*Stored data:*

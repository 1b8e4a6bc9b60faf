use roster_types::fields::take_string;
use roster_types::{Entity, EntityMeta, FieldDef, Fields, ValidationError};
use serde_json::Value;

/// Persisted mapping from a session id to the user that owns it.
#[derive(Clone, Debug)]
pub struct UserSession {
    meta: EntityMeta,
    pub user_id: String,
    pub session_id: String,
}

static SESSION_FIELDS: [FieldDef<UserSession>; 2] = [
    FieldDef::new("user_id", |s: &UserSession| Value::String(s.user_id.clone())),
    FieldDef::new("session_id", |s: &UserSession| {
        Value::String(s.session_id.clone())
    }),
];

impl UserSession {
    pub fn new(user_id: impl Into<String>, session_id: impl Into<String>) -> Self {
        Self {
            meta: EntityMeta::new(),
            user_id: user_id.into(),
            session_id: session_id.into(),
        }
    }
}

impl PartialEq for UserSession {
    fn eq(&self, other: &Self) -> bool {
        self.meta.id == other.meta.id
    }
}

impl Eq for UserSession {}

impl Entity for UserSession {
    const TYPE_NAME: &'static str = "UserSession";

    fn meta(&self) -> &EntityMeta {
        &self.meta
    }

    fn meta_mut(&mut self) -> &mut EntityMeta {
        &mut self.meta
    }

    fn fields() -> &'static [FieldDef<Self>] {
        &SESSION_FIELDS
    }

    fn from_parts(meta: EntityMeta, fields: &mut Fields) -> Result<Self, ValidationError> {
        Ok(Self {
            meta,
            user_id: take_string(fields, "user_id")?,
            session_id: take_string(fields, "session_id")?,
        })
    }
}
use std::borrow::Borrow;
use std::fmt;

use serde::{Deserialize, Serialize};
use uuid::Uuid;

use crate::error::TypeError;

/// Identifier of an entity, unique within its declared type.
///
/// Generated ids are random UUID v4 strings. Ids read back from a snapshot
/// are kept verbatim; the only requirement is that they are non-empty.
#[derive(Clone, PartialEq, Eq, Hash, PartialOrd, Ord, Serialize, Deserialize)]
#[serde(try_from = "String", into = "String")]
pub struct EntityId(String);

impl EntityId {
    /// A freshly generated random id.
    pub fn generate() -> Self {
        Self(Uuid::new_v4().to_string())
    }

    /// Wrap an existing id string.
    pub fn new(id: impl Into<String>) -> Result<Self, TypeError> {
        let id = id.into();
        if id.is_empty() {
            return Err(TypeError::EmptyId);
        }
        Ok(Self(id))
    }

    pub fn as_str(&self) -> &str {
        &self.0
    }

    pub fn into_string(self) -> String {
        self.0
    }
}

impl TryFrom<String> for EntityId {
    type Error = TypeError;

    fn try_from(value: String) -> Result<Self, Self::Error> {
        Self::new(value)
    }
}

impl From<EntityId> for String {
    fn from(id: EntityId) -> Self {
        id.0
    }
}

impl Borrow<str> for EntityId {
    fn borrow(&self) -> &str {
        &self.0
    }
}

impl AsRef<str> for EntityId {
    fn as_ref(&self) -> &str {
        &self.0
    }
}

impl fmt::Debug for EntityId {
    fn fmt(&self, f: &mut fmt::Formatter<'_>) -> fmt::Result {
        write!(f, "EntityId({})", self.0)
    }
}

impl fmt::Display for EntityId {
    fn fmt(&self, f: &mut fmt::Formatter<'_>) -> fmt::Result {
        f.write_str(&self.0)
    }
}
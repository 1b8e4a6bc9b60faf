use std::path::PathBuf;

use clap::{Args, Parser, Subcommand};

#[derive(Parser)]
#[command(
    name = "roster",
    about = "Roster: inspect and edit user and session stores",
    version,
)]
pub struct Cli {
    #[command(subcommand)]
    pub command: Command,

    /// Directory holding the snapshot files
    #[arg(short, long, global = true, default_value = ".")]
    pub data_dir: PathBuf,

    #[arg(short, long, global = true)]
    pub verbose: bool,

    #[arg(long, global = true, default_value = "text")]
    pub format: OutputFormat,
}

#[derive(Clone, Copy, Debug, PartialEq, Eq, clap::ValueEnum)]
pub enum OutputFormat {
    Text,
    Json,
}

#[derive(Subcommand)]
pub enum Command {
    /// Manage users
    #[command(subcommand)]
    Users(UsersCommand),
    /// Inspect sessions
    #[command(subcommand)]
    Sessions(SessionsCommand),
}

#[derive(Subcommand)]
pub enum UsersCommand {
    /// List every user
    List,
    /// Show one user
    Show(IdArgs),
    /// Create a user
    Create(CreateArgs),
    /// Change a user's names
    Update(UpdateArgs),
    /// Delete a user and their sessions
    Remove(IdArgs),
    /// Find users by exact field values
    Search(SearchArgs),
    /// Count users
    Count,
}

#[derive(Subcommand)]
pub enum SessionsCommand {
    /// List every session
    List,
    /// Count sessions
    Count,
}

#[derive(Args)]
pub struct IdArgs {
    pub id: String,
}

#[derive(Args)]
pub struct CreateArgs {
    #[arg(long)]
    pub email: String,
    /// Plaintext password; only its Argon2id hash is stored
    #[arg(long)]
    pub password: String,
    #[arg(long)]
    pub first_name: Option<String>,
    #[arg(long)]
    pub last_name: Option<String>,
}

#[derive(Args)]
pub struct UpdateArgs {
    pub id: String,
    #[arg(long)]
    pub first_name: Option<String>,
    #[arg(long)]
    pub last_name: Option<String>,
}

#[derive(Args)]
pub struct SearchArgs {
    /// Terms of the form FIELD=VALUE; all must match
    #[arg(required = true)]
    pub terms: Vec<String>,
}
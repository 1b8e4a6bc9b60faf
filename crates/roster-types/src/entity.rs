use std::any::TypeId;

use serde_json::Value;

use crate::error::ValidationError;
use crate::fields::{take_timestamp, Fields};
use crate::id::EntityId;
use crate::temporal::Timestamp;

/// Field names starting with this character are private: they are kept in
/// snapshots but left out of public serialization.
pub const PRIVATE_MARKER: char = '_';

pub const ID_FIELD: &str = "id";
pub const CREATED_AT_FIELD: &str = "created_at";
pub const UPDATED_AT_FIELD: &str = "updated_at";

/// One entry of a type's declared field table.
pub struct FieldDef<T> {
    /// Field name as it appears in serialized form.
    pub name: &'static str,
    /// Accessor returning the current value as JSON.
    pub get: fn(&T) -> Value,
}

impl<T> FieldDef<T> {
    pub const fn new(name: &'static str, get: fn(&T) -> Value) -> Self {
        Self { name, get }
    }

    pub fn is_private(&self) -> bool {
        self.name.starts_with(PRIVATE_MARKER)
    }
}

/// Identity and timestamps shared by every entity.
#[derive(Clone, Debug, PartialEq, Eq)]
pub struct EntityMeta {
    pub id: EntityId,
    pub created_at: Timestamp,
    pub updated_at: Timestamp,
}

impl EntityMeta {
    /// A fresh header: generated id, both timestamps set to now.
    pub fn new() -> Self {
        let now = Timestamp::now();
        Self {
            id: EntityId::generate(),
            created_at: now,
            updated_at: now,
        }
    }

    /// Take the header fields out of `fields`.
    ///
    /// A missing or null `id` is generated. Missing timestamps default to
    /// now; supplied ones must parse with the fixed format.
    pub fn from_fields(fields: &mut Fields) -> Result<Self, ValidationError> {
        let id = match fields.remove(ID_FIELD) {
            None | Some(Value::Null) => EntityId::generate(),
            Some(Value::String(raw)) => {
                EntityId::new(raw).map_err(|e| ValidationError::InvalidField {
                    field: ID_FIELD.to_string(),
                    reason: e.to_string(),
                })?
            }
            Some(_) => {
                return Err(ValidationError::InvalidField {
                    field: ID_FIELD.to_string(),
                    reason: "expected string".to_string(),
                })
            }
        };

        let now = Timestamp::now();
        let created_at = take_timestamp(fields, CREATED_AT_FIELD)?.unwrap_or(now);
        let updated_at = take_timestamp(fields, UPDATED_AT_FIELD)?.unwrap_or(now);
        if created_at > updated_at {
            return Err(ValidationError::TimestampOrder {
                created_at: created_at.to_string(),
                updated_at: updated_at.to_string(),
            });
        }

        Ok(Self {
            id,
            created_at,
            updated_at,
        })
    }

    /// Mark the entity as updated now. `updated_at` never moves backward.
    pub fn touch(&mut self) {
        let now = Timestamp::now();
        if now > self.updated_at {
            self.updated_at = now;
        }
    }
}

impl Default for EntityMeta {
    fn default() -> Self {
        Self::new()
    }
}

/// A declared record type.
///
/// Implementors own an [`EntityMeta`] plus their typed fields, and publish a
/// static table of [`FieldDef`]s that drives serialization and search.
/// Construction from a field map goes through [`construct`], which handles
/// the header before handing the remaining fields to [`Entity::from_parts`].
pub trait Entity: Sized + 'static {
    /// Declared type name. Also names the type's snapshot file.
    const TYPE_NAME: &'static str;

    fn meta(&self) -> &EntityMeta;

    fn meta_mut(&mut self) -> &mut EntityMeta;

    /// The declared fields, in serialization order, excluding the header.
    fn fields() -> &'static [FieldDef<Self>];

    /// Build the entity from its header and the remaining declared fields.
    ///
    /// Implementations take their fields out of `fields`; anything left
    /// over is ignored.
    fn from_parts(meta: EntityMeta, fields: &mut Fields) -> Result<Self, ValidationError>;

    fn id(&self) -> &EntityId {
        &self.meta().id
    }

    fn created_at(&self) -> Timestamp {
        self.meta().created_at
    }

    fn updated_at(&self) -> Timestamp {
        self.meta().updated_at
    }
}

/// Construct an entity of type `T` from a field map.
///
/// Fields not declared by `T` are rejected so that a typo never silently
/// drops data.
pub fn construct<T: Entity>(mut fields: Fields) -> Result<T, ValidationError> {
    let meta = EntityMeta::from_fields(&mut fields)?;
    if let Some(unknown) = fields
        .keys()
        .find(|key| !T::fields().iter().any(|f| f.name == key.as_str()))
    {
        return Err(ValidationError::UnknownField {
            type_name: T::TYPE_NAME.to_string(),
            field: unknown.clone(),
        });
    }
    T::from_parts(meta, &mut fields)
}

/// Identity comparison: same declared type and same id.
pub fn equals<A: Entity, B: Entity>(a: &A, b: &B) -> bool {
    TypeId::of::<A>() == TypeId::of::<B>() && a.id() == b.id()
}

/// Render an entity as an ordered field map.
///
/// The header comes first, then declared fields in table order. Private
/// fields are only included when `include_private` is set.
pub fn serialize<T: Entity>(entity: &T, include_private: bool) -> Fields {
    let meta = entity.meta();
    let mut out = Fields::new();
    out.insert(ID_FIELD.to_string(), Value::String(meta.id.to_string()));
    out.insert(
        CREATED_AT_FIELD.to_string(),
        Value::String(meta.created_at.to_string()),
    );
    out.insert(
        UPDATED_AT_FIELD.to_string(),
        Value::String(meta.updated_at.to_string()),
    );
    for field in T::fields() {
        if field.is_private() && !include_private {
            continue;
        }
        out.insert(field.name.to_string(), (field.get)(entity));
    }
    out
}

/// Look up a header or declared field by name. `None` for unknown names.
pub fn field_value<T: Entity>(entity: &T, name: &str) -> Option<Value> {
    let meta = entity.meta();
    match name {
        ID_FIELD => Some(Value::String(meta.id.to_string())),
        CREATED_AT_FIELD => Some(Value::String(meta.created_at.to_string())),
        UPDATED_AT_FIELD => Some(Value::String(meta.updated_at.to_string())),
        _ => T::fields()
            .iter()
            .find(|f| f.name == name)
            .map(|f| (f.get)(entity)),
    }
}
use anyhow::{bail, Context};
use colored::Colorize;
use roster_sdk::{
    Argon2Hasher, Entity, Filter, NewUser, Roster, StoreConfig, User, UserSession,
    UserUpdate,
};
use roster_types::{serialize, Fields};
use serde_json::Value;
use tracing::debug;

use crate::cli::*;

pub fn run_command(cli: Cli) -> anyhow::Result<()> {
    let config = StoreConfig::new(&cli.data_dir);
    debug!(data_dir = %cli.data_dir.display(), "opening roster");
    let mut roster = Roster::open(config)
        .with_context(|| format!("cannot open roster in {}", cli.data_dir.display()))?;
    match cli.command {
        Command::Users(cmd) => run_users(&mut roster, cmd, cli.format),
        Command::Sessions(cmd) => run_sessions(&roster, cmd, cli.format),
    }
}

fn run_users(roster: &mut Roster, cmd: UsersCommand, format: OutputFormat) -> anyhow::Result<()> {
    match cmd {
        UsersCommand::List => {
            print_users(&roster.users().all(), format);
            Ok(())
        }
        UsersCommand::Show(args) => {
            let Some(user) = roster.users().get(args.id.as_str()) else {
                bail!("user {} not found", args.id);
            };
            print_record(serialize(user, false), format)
        }
        UsersCommand::Create(args) => cmd_create(roster, args, format),
        UsersCommand::Update(args) => {
            let update = UserUpdate {
                first_name: args.first_name,
                last_name: args.last_name,
            };
            if update.is_empty() {
                bail!("nothing to update: pass --first-name and/or --last-name");
            }
            let Some(user) = roster.update_user(&args.id, update)? else {
                bail!("user {} not found", args.id);
            };
            println!("{} Updated {}", "✓".green().bold(), user.id().to_string().yellow());
            Ok(())
        }
        UsersCommand::Remove(args) => {
            if roster.remove_user(&args.id)?.is_none() {
                bail!("user {} not found", args.id);
            }
            println!("{} Removed {}", "✓".green().bold(), args.id.yellow());
            Ok(())
        }
        UsersCommand::Search(args) => {
            let filter = parse_filter(&args.terms)?;
            print_users(&roster.users().search(&filter), format);
            Ok(())
        }
        UsersCommand::Count => {
            println!("{}", roster.users().count());
            Ok(())
        }
    }
}

fn cmd_create(roster: &mut Roster, args: CreateArgs, format: OutputFormat) -> anyhow::Result<()> {
    let new = NewUser {
        email: args.email,
        password: args.password,
        first_name: args.first_name,
        last_name: args.last_name,
    };
    if new.email.is_empty() {
        bail!("email missing");
    }
    if new.password.is_empty() {
        bail!("password missing");
    }

    let user = roster.create_user(new, &Argon2Hasher::new())?;
    match format {
        OutputFormat::Text => {
            println!("{} Created {}", "✓".green().bold(), user.id().to_string().yellow());
            Ok(())
        }
        OutputFormat::Json => print_record(serialize(user, false), format),
    }
}

fn run_sessions(roster: &Roster, cmd: SessionsCommand, format: OutputFormat) -> anyhow::Result<()> {
    match cmd {
        SessionsCommand::List => {
            let sessions = roster.sessions().all();
            match format {
                OutputFormat::Json => print_json_list(sessions.iter().map(|s| serialize(*s, false))),
                OutputFormat::Text => {
                    for session in sessions {
                        print_session(session);
                    }
                }
            }
            Ok(())
        }
        SessionsCommand::Count => {
            println!("{}", roster.sessions().count());
            Ok(())
        }
    }
}

/// Parse `FIELD=VALUE` terms. A value that parses as JSON is used as such
/// (so `last_name=null` matches unset names); anything else is a string.
pub fn parse_filter(terms: &[String]) -> anyhow::Result<Filter> {
    let mut filter = Filter::new();
    for term in terms {
        let Some((field, raw)) = term.split_once('=') else {
            bail!("search term {term:?} is not of the form FIELD=VALUE");
        };
        if field.is_empty() {
            bail!("search term {term:?} has an empty field name");
        }
        let value = serde_json::from_str(raw).unwrap_or_else(|_| Value::String(raw.to_string()));
        filter = filter.eq(field, value);
    }
    Ok(filter)
}

fn print_users(users: &[&User], format: OutputFormat) {
    match format {
        OutputFormat::Json => print_json_list(users.iter().map(|u| serialize(*u, false))),
        OutputFormat::Text => {
            if users.is_empty() {
                println!("No users.");
            }
            for user in users {
                println!(
                    "{}  {}  {}",
                    user.id().to_string().yellow(),
                    user.display_name().bold(),
                    user.updated_at().to_string().dimmed()
                );
            }
        }
    }
}

fn print_session(session: &UserSession) {
    println!(
        "{}  user {}  {}",
        session.session_id.yellow(),
        session.user_id.cyan(),
        session.created_at().to_string().dimmed()
    );
}

fn print_record(record: Fields, format: OutputFormat) -> anyhow::Result<()> {
    match format {
        OutputFormat::Json => {
            println!("{}", serde_json::to_string_pretty(&Value::Object(record))?);
        }
        OutputFormat::Text => {
            for (key, value) in record {
                let shown = match value {
                    Value::String(s) => s,
                    Value::Null => "-".to_string(),
                    other => other.to_string(),
                };
                println!("{:>12}: {}", key.bold(), shown);
            }
        }
    }
    Ok(())
}

fn print_json_list(records: impl Iterator<Item = Fields>) {
    let list: Vec<Value> = records.map(Value::Object).collect();
    println!("{}", Value::Array(list));
}
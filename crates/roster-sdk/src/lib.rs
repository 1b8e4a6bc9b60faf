//! High-level SDK for Roster.
//!
//! Declares the entity types of the user-management API ([`User`],
//! [`UserSession`]) and bundles their stores into a [`Roster`] context that
//! applications open once and pass by handle to whatever needs it.

pub mod error;
pub mod password;
pub mod payload;
pub mod roster;
pub mod session;
pub mod user;

pub use error::{SdkError, SdkResult};
pub use password::{Argon2Hasher, HashError, PasswordHasher};
pub use payload::{NewUser, PayloadError, UserUpdate};
pub use roster::Roster;
pub use session::UserSession;
pub use user::User;

// Re-export key types
pub use roster_store::{Filter, Store, StoreConfig, StoreError};
pub use roster_types::{Entity, EntityId, Fields, Timestamp, ValidationError};
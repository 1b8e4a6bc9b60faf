use std::path::PathBuf;

use roster_types::ValidationError;

/// Errors from store operations.
#[derive(Debug, thiserror::Error)]
pub enum StoreError {
    /// The snapshot file exists but is not a JSON object of id -> record.
    #[error("malformed snapshot {}: {reason}", path.display())]
    MalformedSnapshot { path: PathBuf, reason: String },

    /// The snapshot file exists but could not be read.
    #[error("cannot read snapshot {}: {source}", path.display())]
    Read {
        path: PathBuf,
        source: std::io::Error,
    },

    /// Writing the snapshot failed. The registry was left unchanged.
    #[error("cannot persist snapshot {}: {source}", path.display())]
    Persistence {
        path: PathBuf,
        source: std::io::Error,
    },

    /// An entity could not be constructed from the given fields.
    #[error(transparent)]
    Validation(#[from] ValidationError),
}

/// Result alias for store operations.
pub type StoreResult<T> = Result<T, StoreError>;
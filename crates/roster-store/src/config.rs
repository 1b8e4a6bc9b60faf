use std::path::{Path, PathBuf};

use serde::{Deserialize, Serialize};

/// Where and how snapshot files are written.
#[derive(Clone, Debug, PartialEq, Eq, Serialize, Deserialize)]
pub struct StoreConfig {
    /// Directory holding one snapshot file per declared type.
    pub data_dir: PathBuf,
    /// Prepended to the type name to form the snapshot file name.
    pub file_prefix: String,
    /// `fsync` the temporary file before it replaces the snapshot.
    pub sync: bool,
}

impl Default for StoreConfig {
    fn default() -> Self {
        Self {
            data_dir: PathBuf::from("."),
            file_prefix: ".db_".into(),
            sync: true,
        }
    }
}

impl StoreConfig {
    /// Default settings rooted at `data_dir`.
    pub fn new(data_dir: impl AsRef<Path>) -> Self {
        Self {
            data_dir: data_dir.as_ref().to_path_buf(),
            ..Default::default()
        }
    }

    pub fn with_file_prefix(mut self, prefix: impl Into<String>) -> Self {
        self.file_prefix = prefix.into();
        self
    }

    pub fn with_sync(mut self, sync: bool) -> Self {
        self.sync = sync;
        self
    }

    /// Snapshot file for a declared type: `<data_dir>/<prefix><TypeName>.json`.
    pub fn snapshot_path(&self, type_name: &str) -> PathBuf {
        self.data_dir
            .join(format!("{}{}.json", self.file_prefix, type_name))
    }
}
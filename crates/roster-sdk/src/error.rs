use roster_types::ValidationError;
use thiserror::Error;

use crate::password::HashError;
use crate::payload::PayloadError;

#[derive(Debug, Error)]
pub enum SdkError {
    #[error("store error: {0}")]
    Store(#[from] roster_store::StoreError),

    #[error(transparent)]
    Validation(#[from] ValidationError),

    #[error(transparent)]
    Payload(#[from] PayloadError),

    #[error(transparent)]
    Password(#[from] HashError),
}

pub type SdkResult<T> = Result<T, SdkError>;
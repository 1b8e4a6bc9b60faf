//! Entity contract for Roster.
//!
//! Every record kept by a Roster store is an [`Entity`]: a declared type with
//! a unique [`EntityId`], a pair of second-precision [`Timestamp`]s, and an
//! explicit table of named fields ([`FieldDef`]). Stores never reflect over
//! entity internals; they go through the table.
//!
//! # Key Types
//!
//! - [`EntityId`] -- Per-type unique identifier (UUID v4 when generated)
//! - [`Timestamp`] -- UTC wall-clock time truncated to whole seconds
//! - [`EntityMeta`] -- The `id` / `created_at` / `updated_at` header
//! - [`Entity`] -- Trait implemented by every declared record type
//! - [`Fields`] -- Ordered JSON field map used for construction and serialization
//!
//! # Operations
//!
//! - [`construct`] -- Build an entity from a field map, validating the header
//! - [`serialize`] -- Render an entity into an ordered field map
//! - [`equals`] -- Identity comparison across declared types
//! - [`field_value`] -- Named field lookup through the declared table

pub mod entity;
pub mod error;
pub mod fields;
pub mod id;
pub mod temporal;

pub use entity::{
    construct, equals, field_value, serialize, Entity, EntityMeta, FieldDef, CREATED_AT_FIELD,
    ID_FIELD, PRIVATE_MARKER, UPDATED_AT_FIELD,
};
pub use error::{TypeError, ValidationError};
pub use fields::Fields;
pub use id::EntityId;
pub use temporal::{Timestamp, TIMESTAMP_FORMAT};
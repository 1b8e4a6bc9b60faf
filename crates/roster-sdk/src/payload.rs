//! Parsing of user request bodies.
//!
//! A missing body and an unparsable body are different failures and are
//! reported as such; neither is folded into the other.

use serde::Deserialize;
use thiserror::Error;

#[derive(Debug, Error, Clone, PartialEq, Eq)]
pub enum PayloadError {
    /// No body was supplied (or it was blank).
    #[error("request body missing")]
    Absent,

    /// The body was not a JSON object of the expected shape.
    #[error("Wrong format: {0}")]
    Malformed(String),

    /// A required field was absent, null or empty.
    #[error("{0} missing")]
    MissingField(&'static str),
}

#[derive(Deserialize)]
struct RawUser {
    email: Option<String>,
    password: Option<String>,
    first_name: Option<String>,
    last_name: Option<String>,
}

/// Fields accepted when creating a user.
#[derive(Clone, Debug, PartialEq, Eq)]
pub struct NewUser {
    pub email: String,
    pub password: String,
    pub first_name: Option<String>,
    pub last_name: Option<String>,
}

impl NewUser {
    /// Parse a creation body. `email` and `password` must be non-empty.
    pub fn from_body(body: Option<&str>) -> Result<Self, PayloadError> {
        let raw: RawUser = parse_object(body)?;
        Ok(Self {
            email: required(raw.email, "email")?,
            password: required(raw.password, "password")?,
            first_name: raw.first_name,
            last_name: raw.last_name,
        })
    }
}

/// Fields accepted when updating a user. `None` leaves a field unchanged.
#[derive(Clone, Debug, Default, PartialEq, Eq)]
pub struct UserUpdate {
    pub first_name: Option<String>,
    pub last_name: Option<String>,
}

impl UserUpdate {
    pub fn from_body(body: Option<&str>) -> Result<Self, PayloadError> {
        let raw: RawUser = parse_object(body)?;
        Ok(Self {
            first_name: raw.first_name,
            last_name: raw.last_name,
        })
    }

    pub fn is_empty(&self) -> bool {
        self.first_name.is_none() && self.last_name.is_none()
    }
}

fn parse_object<T: for<'de> Deserialize<'de>>(body: Option<&str>) -> Result<T, PayloadError> {
    let body = match body {
        Some(b) if !b.trim().is_empty() => b,
        _ => return Err(PayloadError::Absent),
    };
    let value: serde_json::Value =
        serde_json::from_str(body).map_err(|e| PayloadError::Malformed(e.to_string()))?;
    if !value.is_object() {
        return Err(PayloadError::Malformed("expected a JSON object".into()));
    }
    serde_json::from_value(value).map_err(|e| PayloadError::Malformed(e.to_string()))
}

fn required(value: Option<String>, field: &'static str) -> Result<String, PayloadError> {
    match value {
        Some(v) if !v.is_empty() => Ok(v),
        _ => Err(PayloadError::MissingField(field)),
    }
}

*How to complete this task:*
Match on "InvalidField": copy every line in the records that has it.

*Solution:*
                EntityId::new(raw).map_err(|e| ValidationError::InvalidField {
                return Err(ValidationError::InvalidField {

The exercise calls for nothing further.